Gray v. MacLean, 17 Ill. 404 (1856)

June 1856 · Illinois Supreme Court
17 Ill. 404

William A. Gray et al., Plaintiffs in Error, v. John MacLean et al., Defendants in Error.

ERROR TO PEORIA.

The surety in a forth-coming bond, cannot plead that the property levied upon by an attachment, was not the property of the defendant, thereby to discharge himself from the obligation of the bond.

On the 1st day of December, 1853, plaintiffs issued out an attachment against MacLean, from Peoria Circuit Court, which was levied on the steamboat “ Kentucky,” as the property of MacLean.

To release the boat from the attachment, MacLean and Merriman made the following bond:

“ Know all Men by these Presents, That we, John MacLean and A. L, Merriman, are held and firmly bound unto Leonard B. Cornwell, Sheriff of the county of Peoria, in the penal sum of five hundred dollars, lawful money of the United States, to the payment of which, well and truly to be made, we do bind ourselves, our heirs, executors, administrators, unto said Sheriff, his heirs and assigns, firmly, jointly and severally, by these presents.
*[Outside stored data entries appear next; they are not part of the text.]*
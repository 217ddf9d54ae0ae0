use axum::http::StatusCode;
use axum::response::{IntoResponse, Response};
use serde::Serialize;
use thiserror::Error;
use utoipa::ToSchema;

use super::respond;

/// Body shape shared by every failing response.
#[derive(Debug, Serialize, ToSchema)]
pub struct ErrorResponse {
    pub error: String,
}

#[derive(Debug, Error)]
pub enum ApiError {
    /// A request field violated one of its documented constraints.
    #[error("{0}")]
    Validation(String),
    /// The request body could not be decoded into the expected payload.
    #[error("Invalid JSON body: {0}")]
    BadJson(String),
    /// The update/delete target id matched no row.
    #[error("{0} not found")]
    NotFound(&'static str),
    /// The `path` parameter named no resource, or the (method, resource)
    /// pair is outside the route table.
    #[error("Not found")]
    UnknownRoute,
    /// Method outside GET/POST/PUT/DELETE/OPTIONS.
    #[error("Method not allowed")]
    MethodNotAllowed,
    /// A uniqueness or foreign-key constraint rejected the write.
    #[error("Conflict: the change violates a relational constraint")]
    Conflict,
    /// Any other storage failure. Raw driver detail stays in the logs.
    #[error("Internal server error")]
    Database(#[source] sqlx::Error),
    /// A row held a value the JSON encoder cannot represent.
    #[error("Internal server error")]
    Serialize(#[source] serde_json::Error),
}

impl ApiError {
    pub fn status_code(&self) -> StatusCode {
        match self {
            ApiError::Validation(_) | ApiError::BadJson(_) => StatusCode::BAD_REQUEST,
            ApiError::NotFound(_) | ApiError::UnknownRoute => StatusCode::NOT_FOUND,
            ApiError::MethodNotAllowed => StatusCode::METHOD_NOT_ALLOWED,
            ApiError::Conflict => StatusCode::CONFLICT,
            ApiError::Database(_) | ApiError::Serialize(_) => StatusCode::INTERNAL_SERVER_ERROR,
        }
    }
}

impl From<sqlx::Error> for ApiError {
    fn from(err: sqlx::Error) -> Self {
        if let Some(db_err) = err.as_database_error() {
            match db_err.kind() {
                sqlx::error::ErrorKind::UniqueViolation
                | sqlx::error::ErrorKind::ForeignKeyViolation => return ApiError::Conflict,
                _ => {}
            }
        }
        ApiError::Database(err)
    }
}

impl From<serde_json::Error> for ApiError {
    fn from(err: serde_json::Error) -> Self {
        ApiError::Serialize(err)
    }
}

impl IntoResponse for ApiError {
    fn into_response(self) -> Response {
        match &self {
            ApiError::Database(source) => tracing::error!(error = %source, "storage error"),
            ApiError::Serialize(source) => {
                tracing::error!(error = %source, "response serialization error")
            }
            _ => {}
        }
        respond(
            self.status_code(),
            &ErrorResponse {
                error: self.to_string(),
            },
        )
    }
}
Witness, our hands and seals, this 3rd day of December, A. D. 1853.

The condition of this obligation is such, That whereas, on the first day of December, A. D. 1853, William A. Gray, James Gray, and Bonus C. Reeves caused a writ of attachment to be issued out of the Circuit Court of the county of Peoria, in the State of Illinois, and under the seal of the said court, for the sum of two hundred and three dollars and sixty-three cents, against the property, goods and chattels, lands and tenements of John MacLean, which said writ of attachment was directed to the Sheriff of said Peoria county to execute, under and by virtue of which said writ said Sheriff of Peoria county did, on the day of the date hereof, seize and levy upon the steamboat called the “Kentucky," her apparel, engine and furniture, and now has the same in his control: Now if the said steamboat Kentucky, her engine, apparel and furniture, shall be forth-coming to answer any judgment of said court in said cause, and at the proper time, then the above obligation to be void; else to be and remain in full force.”

The declaration is upon this bond assigned to plaintiff, alleging the rendition of judgment against MacLean, the issuing of an execution, and that same was returned “ no property,” and that the steamboat was not forth-coming to answer the judgment.
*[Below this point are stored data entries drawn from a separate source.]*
use axum::http::StatusCode;
use chrono::NaiveDateTime;
use serde::{Deserialize, Serialize};
use sqlx::{FromRow, SqlitePool};
use utoipa::ToSchema;

use super::error::ApiError;
use super::{
    parse_body, reply, require_body_id, require_query_id, schedule_id_param, QueryParams, Reply,
};
use crate::validate::{self, TrainType};

pub const DEFAULT_LINE_STYLE: &str = "solid";
pub const DEFAULT_LINE_WIDTH: f64 = 2.5;

/// A scheduled service between two stations, with its drawing style.
#[derive(Debug, Clone, Serialize, FromRow, ToSchema)]
pub struct Train {
    pub id: i64,
    pub schedule_id: i64,
    pub number: String,
    #[serde(rename = "type")]
    #[sqlx(rename = "type")]
    pub train_type: TrainType,
    pub departure_station_id: i64,
    pub arrival_station_id: i64,
    /// Minutes since midnight.
    pub departure_time: i64,
    pub arrival_time: i64,
    pub color: String,
    pub line_style: String,
    pub line_width: f64,
    pub created_at: NaiveDateTime,
}

#[derive(Debug, Deserialize, ToSchema)]
pub struct CreateTrain {
    pub schedule_id: Option<i64>,
    pub number: String,
    #[serde(rename = "type")]
    pub train_type: TrainType,
    pub departure_station_id: i64,
    pub arrival_station_id: i64,
    pub departure_time: i64,
    pub arrival_time: i64,
    pub color: String,
    pub line_style: Option<String>,
    pub line_width: Option<f64>,
}

#[derive(Debug, Deserialize, ToSchema)]
pub struct UpdateTrain {
    pub id: Option<i64>,
    pub number: String,
    #[serde(rename = "type")]
    pub train_type: TrainType,
    pub departure_station_id: i64,
    pub arrival_station_id: i64,
    pub departure_time: i64,
    pub arrival_time: i64,
    pub color: String,
    pub line_style: Option<String>,
    pub line_width: Option<f64>,
}

fn check_common(
    number: &str,
    departure_station_id: i64,
    arrival_station_id: i64,
    departure_time: i64,
    arrival_time: i64,
    color: &str,
    line_width: f64,
) -> Result<(), ApiError> {
    validate::require_text(number, "number", 50)?;
    validate::positive_id(departure_station_id, "departure_station_id")?;
    validate::positive_id(arrival_station_id, "arrival_station_id")?;
    validate::minutes_of_day(departure_time, "departure_time")?;
    validate::minutes_of_day(arrival_time, "arrival_time")?;
    validate::hex_color(color, "color")?;
    validate::line_width(line_width, "line_width")?;
    Ok(())
}

pub async fn list(pool: &SqlitePool, params: &QueryParams) -> Result<Reply, ApiError> {
    let schedule_id = schedule_id_param(params)?;
    let rows: Vec<Train> = sqlx::query_as("SELECT * FROM trains WHERE schedule_id = ? ORDER BY id")
        .bind(schedule_id)
        .fetch_all(pool)
        .await?;
    reply(StatusCode::OK, &rows)
}

pub async fn create(pool: &SqlitePool, body: &str) -> Result<Reply, ApiError> {
    let payload: CreateTrain = parse_body(body)?;
    let schedule_id = payload.schedule_id.unwrap_or(1);
    validate::positive_id(schedule_id, "schedule_id")?;
    let line_style = payload
        .line_style
        .unwrap_or_else(|| DEFAULT_LINE_STYLE.to_string());
    let line_width = payload.line_width.unwrap_or(DEFAULT_LINE_WIDTH);
    check_common(
        &payload.number,
        payload.departure_station_id,
        payload.arrival_station_id,
        payload.departure_time,
        payload.arrival_time,
        &payload.color,
        line_width,
    )?;

    let row: Train = sqlx::query_as(
        "INSERT INTO trains (schedule_id, number, type, departure_station_id, \
         arrival_station_id, departure_time, arrival_time, color, line_style, line_width) \
         VALUES (?, ?, ?, ?, ?, ?, ?, ?, ?, ?) RETURNING *",
    )
    .bind(schedule_id)
    .bind(&payload.number)
    .bind(payload.train_type)
    .bind(payload.departure_station_id)
    .bind(payload.arrival_station_id)
    .bind(payload.departure_time)
    .bind(payload.arrival_time)
    .bind(&payload.color)
    .bind(&line_style)
    .bind(line_width)
    .fetch_one(pool)
    .await?;
    reply(StatusCode::CREATED, &row)
}

pub async fn update(pool: &SqlitePool, body: &str) -> Result<Reply, ApiError> {
    let payload: UpdateTrain = parse_body(body)?;
    let id = require_body_id(payload.id)?;
    let line_style = payload
        .line_style
        .unwrap_or_else(|| DEFAULT_LINE_STYLE.to_string());
    let line_width = payload.line_width.unwrap_or(DEFAULT_LINE_WIDTH);
    check_common(
        &payload.number,
        payload.departure_station_id,
        payload.arrival_station_id,
        payload.departure_time,
        payload.arrival_time,
        &payload.color,
        line_width,
    )?;

    let row: Option<Train> = sqlx::query_as(
        "UPDATE trains SET number = ?, type = ?, departure_station_id = ?, \
         arrival_station_id = ?, departure_time = ?, arrival_time = ?, color = ?, \
         line_style = ?, line_width = ? WHERE id = ? RETURNING *",
    )
    .bind(&payload.number)
    .bind(payload.train_type)
    .bind(payload.departure_station_id)
    .bind(payload.arrival_station_id)
    .bind(payload.departure_time)
    .bind(payload.arrival_time)
    .bind(&payload.color)
    .bind(&line_style)
    .bind(line_width)
    .bind(id)
    .fetch_optional(pool)
    .await?;
    match row {
        Some(row) => reply(StatusCode::OK, &row),
        None => Err(ApiError::NotFound("Train")),
    }
}

/// A train takes its stops with it, in one transaction.
pub async fn delete(pool: &SqlitePool, params: &QueryParams) -> Result<Reply, ApiError> {
    let id = require_query_id(params)?;

    let mut tx = pool.begin().await?;
    sqlx::query("DELETE FROM train_stops WHERE train_id = ?")
        .bind(id)
        .execute(&mut *tx)
        .await?;
    let deleted: Option<i64> = sqlx::query_scalar("DELETE FROM trains WHERE id = ? RETURNING id")
        .bind(id)
        .fetch_optional(&mut *tx)
        .await?;

    let Some(deleted) = deleted else {
        return Err(ApiError::NotFound("Train"));
    };
    tx.commit().await?;
    reply(
        StatusCode::OK,
        &serde_json::json!({ "success": true, "id": deleted }),
    )
}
The defendants pleaded non est factum, on which issue was joined to the country.

Defendant Merriman pleaded the following plea:

“ And for a further plea in this behalf, defendant Merriman, as to the damages in said declaration claimed, says actio non, because they say that, at the time of the making of said writing obligatory, the said steamboat Kentucky, her apparel, engines *405and furniture, &c., were not, and at the present time are not, the property of said defendant, John MacLean, the defendant in said original suit in said declaration mentioned, nor was the same liable to attachment as his property, but were the property of one Hamilton, and this he, the said defendant, Merriman, is ready to verify; wherefore he prays judgment, &c.”

Plaintiffs demurred to this plea, the court overruled the demurrer, and the plaintiffs abided by the demurrer. The court gave final judgment for the defendants.

The only question in the case is, whether this decision was correct.

N. H. Purple, for Plaintiffs in Error.

Manning and Merriman, for Defendants in Error.

Catón, J.

The plea in this case was clearly bad, and the demurrer to it should have been sustained. By it, the surety in a forth-coming bond, attempts to show that the property levied upon by the attachment, and to produce which to answer the judgment of the court, he had undertaken by executing the bond, was not the property of the defendant in the attachment, and not liable to the attachment, but was the property of a third person. The plea does not even show that the property had been taken by the third person under his paramount title, but for aught that appears, he sets up no claim to it. It was seized as the property of MacLean, for the payment of his debt by the sheriff. It was not admissible for him or his surety, to get possession of the property by the execution of the bond, and then refuse to deliver it to answer the judgment of the court, according to the exigencies of the bond, because it belonged to a third person. What business is it to them, if it did belong to a third person ? He alone could complain that his property had been taken to pay the debt of MacLean. Certainly MacLean or his surety had no right to make such complaint. By the execution of the bond, they became the custodians of the property for the sheriff, and were bound to keep it in good faith, as they had stipulated. Neither the defendant nor the surety had a right to benefit himself by claiming to hold the property under the outstanding title of a third person, while they had agreed to hold it under the sheriff. Had the plea shown that the property attached had been actually taken from them by the third person, under his paramount title, while they were endeavoring to retain it in good faith to answer the judgment of the court, a very different question would have been presented.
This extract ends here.